私は、なるべく音を立てないようにゆっくりと鍵を回した。友達の家に泊まる、とだけ伝えたまま数か月もの間、一度も帰っていなかったのだから。ドアを開けたら、急いで玄関の横にある階段を上がり、そのまま自分の部屋に行けばいい。本当は熱いシャワーを浴びたいのだけど、母と顔を合わせることを考えたら、我慢しよう。そっと両手でドアを開け、なるべく物音をたてないように気をつけながらサンダルを脱いでいると、ガチャッ。廊下の向こうでリビングのドアが開く音が聞こえた。やばい。
「のあ?」
母の声がして、スリッパが床をパタパタと踏む音が近づいてくる。
「やだ、ずぶ濡れじゃない!」
私を見るなり母はそう言って、そのまま浴室へと入っていった。
「うん、なんか急に雨降ってきて…」
バスタオルを持ってでてきた母にそう言いながら、私は予想外の母の対応にホッとしながらも少し、戸惑っていた。純也のアパートに入り浸るようになって間もない頃は、母から一日に何度も電話があった。実家のリビングで受話器を片手に、私を心配して電話をかけている母の様子を思い浮かべながら、手の中で携帯が鳴り終わるのを待つという行為は毎回とても苦しかった。だけど電話に出ることはもっと怖くて、私はこの数か月間、母からの電話をすべて無視してきたのだ。それなのに、母の手は、私の頬を引っ叩く代わりにピンクのタオルを差しだしていて、母の唇は、私を罵倒する言葉を吐きだすことなく微笑んでいる。
「ありがと」
声が少し、震えてしまった。優しくされると泣きたくなるのはどうしてだろう。殴られるより、怒鳴られるより、よっぽど胸がきつく締め付けられて、苦しくなる。
「早く上がりなさい。風邪引くわよ!」
手渡されたタオルで顔を拭きながら家に上がると、ずぶ濡れたデニムからポタポタと水が垂れて、母は「服を着たままシャワー浴びたみたいね」と呟きながら、「よいしょ」とかがんで、手に持っていたもう一枚のタオルで床を拭いた。
「のあ、留守番電話に伝言残したんだけど、聞いた?」
床を拭く手を止めて、母が私を見上げて言った。
「…あ、ごめん。バイトが忙しくて聞けてなくて」
口からとっさに出たバレバレの嘘を指摘することもせずに、母は立ち上がり、話を続けた。

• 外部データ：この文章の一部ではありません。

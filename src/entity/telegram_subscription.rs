use sea_orm::entity::prelude::*;
use serde::{Deserialize, Serialize};

/// Created only after `getChatMember` confirms the user is in the channel.
#[derive(Clone, Debug, PartialEq, DeriveEntityModel, Serialize, Deserialize)]
#[sea_orm(table_name = "telegram_subscriptions")]
pub struct Model {
  #[sea_orm(primary_key, auto_increment = false)]
  pub tg_user_id: i64,
  pub subscribed_at: DateTime,
}

#[derive(Copy, Clone, Debug, EnumIter, DeriveRelation)]
pub enum Relation {
  #[sea_orm(
    belongs_to = "super::user::Entity",
    from = "Column::TgUserId",
    to = "super::user::Column::TgUserId"
  )]
  User,
}

impl Related<super::user::Entity> for Entity {
  fn to() -> RelationDef {
    Relation::User.def()
  }
}

impl ActiveModelBehavior for ActiveModel {}
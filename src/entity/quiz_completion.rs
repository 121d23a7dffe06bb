use sea_orm::entity::prelude::*;
use serde::{Deserialize, Serialize};

/// Row existence means the quiz reward was already granted.
#[derive(Clone, Debug, PartialEq, DeriveEntityModel, Serialize, Deserialize)]
#[sea_orm(table_name = "quiz_completions")]
pub struct Model {
  #[sea_orm(primary_key, auto_increment = false)]
  pub tg_user_id: i64,
  pub completed_at: DateTime,
}

#[derive(Copy, Clone, Debug, EnumIter, DeriveRelation)]
pub enum Relation {
  #[sea_orm(
    belongs_to = "super::user::Entity",
    from = "Column::TgUserId",
    to = "super::user::Column::TgUserId"
  )]
  User,
}

impl Related<super::user::Entity> for Entity {
  fn to() -> RelationDef {
    Relation::User.def()
  }
}

impl ActiveModelBehavior for ActiveModel {}
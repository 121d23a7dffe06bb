//! Wire types for the mini-app API. Every mutating request carries the
//! raw `initData` string; handlers verify it before touching anything.

use serde::{Deserialize, Serialize};

use crate::{
  entity::{prize_exchange, user},
  sv::{self, prize::PrizeDef, stats::Profile, task::TaskOutcome},
};

#[derive(Debug, Deserialize)]
pub struct Authed {
  pub init_data: String,
}

#[derive(Debug, Deserialize)]
pub struct QuizReq {
  pub init_data: String,
  pub answered: u32,
}

#[derive(Debug, Deserialize)]
pub struct KeywordReq {
  pub init_data: String,
  pub keyword: String,
}

#[derive(Debug, Deserialize)]
pub struct PhoneReq {
  pub init_data: String,
  pub phone: String,
}

#[derive(Debug, Deserialize)]
pub struct ExchangeReq {
  pub init_data: String,
  pub prize_id: i32,
}

#[derive(Debug, Deserialize)]
pub struct LeaderboardQuery {
  #[serde(default = "default_leaderboard_limit")]
  pub limit: u64,
}

fn default_leaderboard_limit() -> u64 {
  10
}

#[derive(Debug, Serialize)]
pub struct ProfileResp {
  pub tg_user_id: i64,
  pub first_name: String,
  pub username: Option<String>,
  pub avatar_url: Option<String>,
  pub phone_number: Option<String>,
  pub points: i64,
  pub onboarding_completed: bool,
  pub is_repeat: bool,
  pub quiz_completed: bool,
  pub keyword_completed: bool,
  pub telegram_subscribed: bool,
  pub phone_registered: bool,
  pub referral_count: u64,
  pub taps_today: i32,
  pub daily_tap_limit: i32,
  pub exchanges: Vec<ExchangeResp>,
}

impl From<Profile> for ProfileResp {
  fn from(profile: Profile) -> Self {
    Self {
      tg_user_id: profile.user.tg_user_id,
      first_name: profile.user.first_name,
      username: profile.user.username,
      avatar_url: profile.user.avatar_url,
      phone_number: profile.user.phone_number,
      points: profile.user.points,
      onboarding_completed: profile.user.onboarding_completed,
      is_repeat: profile.user.is_repeat,
      quiz_completed: profile.quiz_completed,
      keyword_completed: profile.keyword_completed,
      telegram_subscribed: profile.telegram_subscribed,
      phone_registered: profile.phone_registered,
      referral_count: profile.referral_count,
      taps_today: profile.taps_today,
      daily_tap_limit: sv::tap::DAILY_TAP_LIMIT,
      exchanges: profile.exchanges.into_iter().map(Into::into).collect(),
    }
  }
}

#[derive(Debug, Serialize)]
pub struct TapResp {
  pub accepted: bool,
  pub taps_today: i32,
  pub daily_tap_limit: i32,
  pub points: i64,
}

#[derive(Debug, Serialize)]
pub struct TaskResp {
  pub rewarded: bool,
  pub reward: i64,
  pub points: i64,
}

impl TaskResp {
  pub fn new(outcome: TaskOutcome, reward: i64, points: i64) -> Self {
    Self { rewarded: outcome.rewarded(), reward, points }
  }
}

#[derive(Debug, Serialize)]
pub struct ExchangeResp {
  pub prize_id: i32,
  pub prize_name: String,
  pub points_spent: i64,
  pub bot_url: String,
}

impl From<prize_exchange::Model> for ExchangeResp {
  fn from(record: prize_exchange::Model) -> Self {
    Self {
      prize_id: record.prize_id,
      prize_name: record.prize_name,
      points_spent: record.points_spent,
      bot_url: record.bot_url,
    }
  }
}

#[derive(Debug, Serialize)]
pub struct PrizeResp {
  pub id: i32,
  pub name: &'static str,
  pub cost: i64,
  pub description: &'static str,
}

impl From<&PrizeDef> for PrizeResp {
  fn from(prize: &PrizeDef) -> Self {
    Self {
      id: prize.id,
      name: prize.name,
      cost: prize.cost,
      description: prize.description,
    }
  }
}

#[derive(Debug, Serialize)]
pub struct LeaderboardRow {
  pub tg_user_id: i64,
  pub first_name: String,
  pub username: Option<String>,
  pub avatar_url: Option<String>,
  pub points: i64,
}

impl From<user::Model> for LeaderboardRow {
  fn from(user: user::Model) -> Self {
    Self {
      tg_user_id: user.tg_user_id,
      first_name: user.first_name,
      username: user.username,
      avatar_url: user.avatar_url,
      points: user.points,
    }
  }
}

「あなたの中学のときの同級生が亡くなったの。連絡網がまわってきてすぐに連絡したんだけど、あなた電話出ないから…。もうお葬式も終わっちゃったわね」
「え…。同級生って、まだ二十歳でしょ?」
肌にぴったりと張り付いた冷たいTシャツの下で、心臓がトクトク、音を立てて鳴り始めた。同級生といっても、私には顔と名前が一致しない生徒ばかりなのだけど、それでも、自分の身近で起きた自分と同じ年の人間の死は、信じたくない事実として私をおびえさせる。
「餓死、ですって。拒食症だったみたいなの」
「……」
思わず私は持っていたバスタオルを床に落としていた。
「あなたもガリガリじゃないの、ちゃんと食べているの? すごく心配で…」
目の前でタオルを拾っている母の声が、遠くに聞こえる。
「何年の時の同級生? 名前は?」
母の肩を私は両手でつかんでいた。
「最後の年よ。矢井田さん。あなた仲良かった?」
キーン、と小さく、耳鳴りがした。